■ What the task requires ■
Would you filter these records and copy every line that has the word "warn"?

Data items
---------------

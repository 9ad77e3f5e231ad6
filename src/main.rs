use anyhow::{Context, Result};
use clap::Parser;
use shared::{ChatConfig, Driver, Mode, StdConsole, Termination, DEFAULT_ADDRESS, DEFAULT_PORT};
use tracing::{error, Level};

/// Simple chat over TCP or UDP
#[derive(Parser)]
#[command(version)]
struct Args {
    /// tcp_server, tcp_client, udp_server or udp_client
    mode: Mode,

    /// Address to bind (server) or send to (client)
    #[arg(long, default_value = DEFAULT_ADDRESS)]
    address: String,

    #[arg(long, default_value_t = DEFAULT_PORT)]
    port: u16,

    #[arg(short, long, default_value_t = false)]
    verbose: bool,

    #[arg(long, default_value_t = false)]
    very_verbose: bool,
}

fn run(args: Args) -> Result<Termination> {
    let config = ChatConfig::new(args.mode, args.address, args.port);
    let endpoint = config.endpoint.to_string();

    let mut console = StdConsole::new(args.mode);
    let mut driver = Driver::new(config);
    driver
        .run(&mut console)
        .with_context(|| format!("Failed to start {} on {}", args.mode, endpoint))
}

fn main() {
    let args = Args::parse();

    let level = match (args.verbose, args.very_verbose) {
        (_, true) => Level::TRACE,
        (true, _) => Level::DEBUG,
        (false, false) => Level::INFO,
    };

    // Initialize the tracing subscriber for logging, on stderr so prompts stay readable
    tracing_subscriber::fmt()
        .with_max_level(level)
        .with_writer(std::io::stderr)
        .init();

    if let Err(e) = run(args) {
        error!("Error: {:#}", e);
        std::process::exit(1);
    }
}
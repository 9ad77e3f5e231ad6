use std::io;

use thiserror::Error;

use crate::turn::Turn;

/// Everything that can go wrong between two chat peers.
#[derive(Error, Debug)]
pub enum ChatError {
    #[error("peer closed the connection")]
    PeerClosed,

    #[error("malformed frame: {0}")]
    Framing(String),

    #[error("message exceeds the {limit} byte limit ({len} bytes seen)")]
    Oversized { len: usize, limit: usize },

    #[error("transport error: {0}")]
    Transport(#[from] io::Error),

    #[error("cannot {attempted} while waiting to {expected}")]
    OutOfTurn { expected: Turn, attempted: Turn },

    #[error("channel already closed")]
    Closed,

    #[error("invalid configuration: {0}")]
    Config(String),

    #[error("session already terminated")]
    AlreadyTerminated,
}

impl ChatError {
    /// Errors that mean the other side is gone (or talking nonsense) and the
    /// session should end quietly.
    pub fn is_disconnect(&self) -> bool {
        matches!(self, ChatError::PeerClosed | ChatError::Framing(_))
    }

    // Stream sockets report a vanished peer through several error kinds.
    pub(crate) fn from_stream_io(e: io::Error) -> ChatError {
        match e.kind() {
            io::ErrorKind::UnexpectedEof
            | io::ErrorKind::ConnectionReset
            | io::ErrorKind::ConnectionAborted
            | io::ErrorKind::BrokenPipe => ChatError::PeerClosed,
            _ => ChatError::Transport(e),
        }
    }
}
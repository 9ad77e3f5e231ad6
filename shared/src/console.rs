//! The outside world as seen by an interaction loop: somewhere to get the
//! next line to send, and somewhere to show what arrived.

use std::collections::VecDeque;
use std::io::{self, BufRead, Write};
use std::net::SocketAddr;
use std::sync::mpsc;

use chrono::Local;
use tracing::warn;

use crate::endpoint::Mode;

/// A message received from a peer.
#[derive(Debug, Clone, PartialEq, Eq)]
pub struct Incoming {
    pub from: SocketAddr,
    pub text: String,
}

pub trait Console {
    /// Next line to send. `None` ends the session.
    fn outgoing(&mut self) -> Option<String>;

    /// Shows a message that arrived from the peer.
    fn incoming(&mut self, message: &Incoming);
}

/// Interactive console on stdin/stdout.
pub struct StdConsole {
    mode: Mode,
    lines: io::Lines<io::StdinLock<'static>>,
}

impl StdConsole {
    pub fn new(mode: Mode) -> Self {
        StdConsole {
            mode,
            lines: io::stdin().lock().lines(),
        }
    }
}

impl Console for StdConsole {
    fn outgoing(&mut self) -> Option<String> {
        print!("{} ({}): ", self.mode, self.mode.transport.label());
        let _ = io::stdout().flush();

        match self.lines.next()? {
            Ok(line) => Some(line),
            Err(e) => {
                warn!("Failed to read line: {}", e);
                None
            }
        }
    }

    fn incoming(&mut self, message: &Incoming) {
        println!(
            "[{}] {} {}: {}",
            Local::now().format("%H:%M:%S"),
            self.mode.transport.label(),
            message.from,
            message.text
        );
    }
}

/// Plays back a fixed list of lines and records what it is shown.
#[derive(Debug, Default)]
pub struct ScriptedConsole {
    script: VecDeque<String>,
    received: Vec<Incoming>,
}

impl ScriptedConsole {
    pub fn new<I, S>(script: I) -> Self
    where
        I: IntoIterator<Item = S>,
        S: Into<String>,
    {
        ScriptedConsole {
            script: script.into_iter().map(Into::into).collect(),
            received: Vec::new(),
        }
    }

    pub fn received(&self) -> &[Incoming] {
        &self.received
    }

    pub fn received_texts(&self) -> Vec<&str> {
        self.received.iter().map(|m| m.text.as_str()).collect()
    }
}

impl Console for ScriptedConsole {
    fn outgoing(&mut self) -> Option<String> {
        self.script.pop_front()
    }

    fn incoming(&mut self, message: &Incoming) {
        self.received.push(message.clone());
    }
}

/// Console fed and observed from another thread.
pub struct ChannelConsole {
    outgoing: mpsc::Receiver<String>,
    incoming: mpsc::Sender<Incoming>,
}

/// The other thread's end of a [`ChannelConsole`]. Dropping `outgoing`
/// ends the session once the queued lines are used up.
pub struct ConsoleHandle {
    pub outgoing: mpsc::Sender<String>,
    pub incoming: mpsc::Receiver<Incoming>,
}

impl ChannelConsole {
    pub fn pair() -> (ChannelConsole, ConsoleHandle) {
        let (out_tx, out_rx) = mpsc::channel();
        let (in_tx, in_rx) = mpsc::channel();
        (
            ChannelConsole {
                outgoing: out_rx,
                incoming: in_tx,
            },
            ConsoleHandle {
                outgoing: out_tx,
                incoming: in_rx,
            },
        )
    }
}

impl Console for ChannelConsole {
    fn outgoing(&mut self) -> Option<String> {
        self.outgoing.recv().ok()
    }

    fn incoming(&mut self, message: &Incoming) {
        // Nobody listening is not the session's problem.
        let _ = self.incoming.send(message.clone());
    }
}
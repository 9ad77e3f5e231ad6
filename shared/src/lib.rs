// shared/src/lib.rs

//! Two-party text chat over TCP or UDP.
//!
//! TCP messages are framed with a 4-byte big-endian length prefix; UDP
//! messages are one datagram each. Either way the two sides take strict
//! turns: one sends, the other receives and answers.

pub mod codec;
pub mod console;
pub mod datagram;
pub mod driver;
pub mod endpoint;
pub mod error;
pub mod session;
pub mod stream;
pub mod turn;

pub use console::{ChannelConsole, Console, ConsoleHandle, Incoming, ScriptedConsole, StdConsole};
pub use datagram::{DatagramClient, DatagramServer, MAX_DATAGRAM_LEN};
pub use driver::{Driver, State};
pub use endpoint::{ChatConfig, Endpoint, Mode, ParseModeError, Role, Transport, DEFAULT_ADDRESS, DEFAULT_PORT};
pub use error::ChatError;
pub use session::Termination;
pub use stream::{StreamChannel, StreamServer};
pub use turn::{Turn, TurnTracker};
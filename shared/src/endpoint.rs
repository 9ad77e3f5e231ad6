use std::fmt;
use std::net::{SocketAddr, ToSocketAddrs};
use std::str::FromStr;

use thiserror::Error;

use crate::error::ChatError;

pub const DEFAULT_ADDRESS: &str = "127.0.0.1";
pub const DEFAULT_PORT: u16 = 12345;

#[derive(Debug, Clone, Copy, PartialEq, Eq)]
pub enum Role {
    Server,
    Client,
}

#[derive(Debug, Clone, Copy, PartialEq, Eq)]
pub enum Transport {
    /// Connection-oriented, ordered delivery (TCP).
    Stream,
    /// Connectionless, best-effort delivery (UDP).
    Datagram,
}

impl Transport {
    pub fn label(self) -> &'static str {
        match self {
            Transport::Stream => "TCP",
            Transport::Datagram => "UDP",
        }
    }
}

/// Role and transport picked at startup.
#[derive(Debug, Clone, Copy, PartialEq, Eq)]
pub struct Mode {
    pub role: Role,
    pub transport: Transport,
}

impl Mode {
    pub const fn new(role: Role, transport: Transport) -> Self {
        Mode { role, transport }
    }
}

#[derive(Error, Debug)]
#[error("unknown mode '{0}', expected one of tcp_server, tcp_client, udp_server, udp_client")]
pub struct ParseModeError(String);

impl FromStr for Mode {
    type Err = ParseModeError;

    fn from_str(input: &str) -> Result<Mode, Self::Err> {
        match input {
            "tcp_server" => Ok(Mode::new(Role::Server, Transport::Stream)),
            "tcp_client" => Ok(Mode::new(Role::Client, Transport::Stream)),
            "udp_server" => Ok(Mode::new(Role::Server, Transport::Datagram)),
            "udp_client" => Ok(Mode::new(Role::Client, Transport::Datagram)),
            _ => Err(ParseModeError(input.to_string())),
        }
    }
}

impl fmt::Display for Mode {
    fn fmt(&self, f: &mut fmt::Formatter) -> fmt::Result {
        let transport = match self.transport {
            Transport::Stream => "tcp",
            Transport::Datagram => "udp",
        };
        let role = match self.role {
            Role::Server => "server",
            Role::Client => "client",
        };
        write!(f, "{}_{}", transport, role)
    }
}

/// Where to bind (server) or where to send (client).
#[derive(Debug, Clone, PartialEq, Eq)]
pub struct Endpoint {
    address: String,
    port: u16,
    transport: Transport,
}

impl Endpoint {
    pub fn new(address: impl Into<String>, port: u16, transport: Transport) -> Self {
        Endpoint {
            address: address.into(),
            port,
            transport,
        }
    }

    pub fn address(&self) -> &str {
        &self.address
    }

    pub fn port(&self) -> u16 {
        self.port
    }

    pub fn transport(&self) -> Transport {
        self.transport
    }

    /// Resolves the host identifier, taking the first address it maps to.
    pub fn socket_addr(&self) -> Result<SocketAddr, ChatError> {
        (self.address.as_str(), self.port)
            .to_socket_addrs()
            .map_err(|e| ChatError::Config(format!("cannot resolve {}: {}", self, e)))?
            .next()
            .ok_or_else(|| ChatError::Config(format!("{} resolves to no address", self)))
    }
}

impl fmt::Display for Endpoint {
    fn fmt(&self, f: &mut fmt::Formatter) -> fmt::Result {
        write!(f, "{}:{}", self.address, self.port)
    }
}

/// Everything the role driver needs to start a session.
#[derive(Debug, Clone)]
pub struct ChatConfig {
    pub mode: Mode,
    pub endpoint: Endpoint,
}

impl ChatConfig {
    pub fn new(mode: Mode, address: impl Into<String>, port: u16) -> Self {
        ChatConfig {
            mode,
            endpoint: Endpoint::new(address, port, mode.transport),
        }
    }
}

---------------

■ Task result ■
use tracing::warn;
                warn!("Failed to read line: {}", e);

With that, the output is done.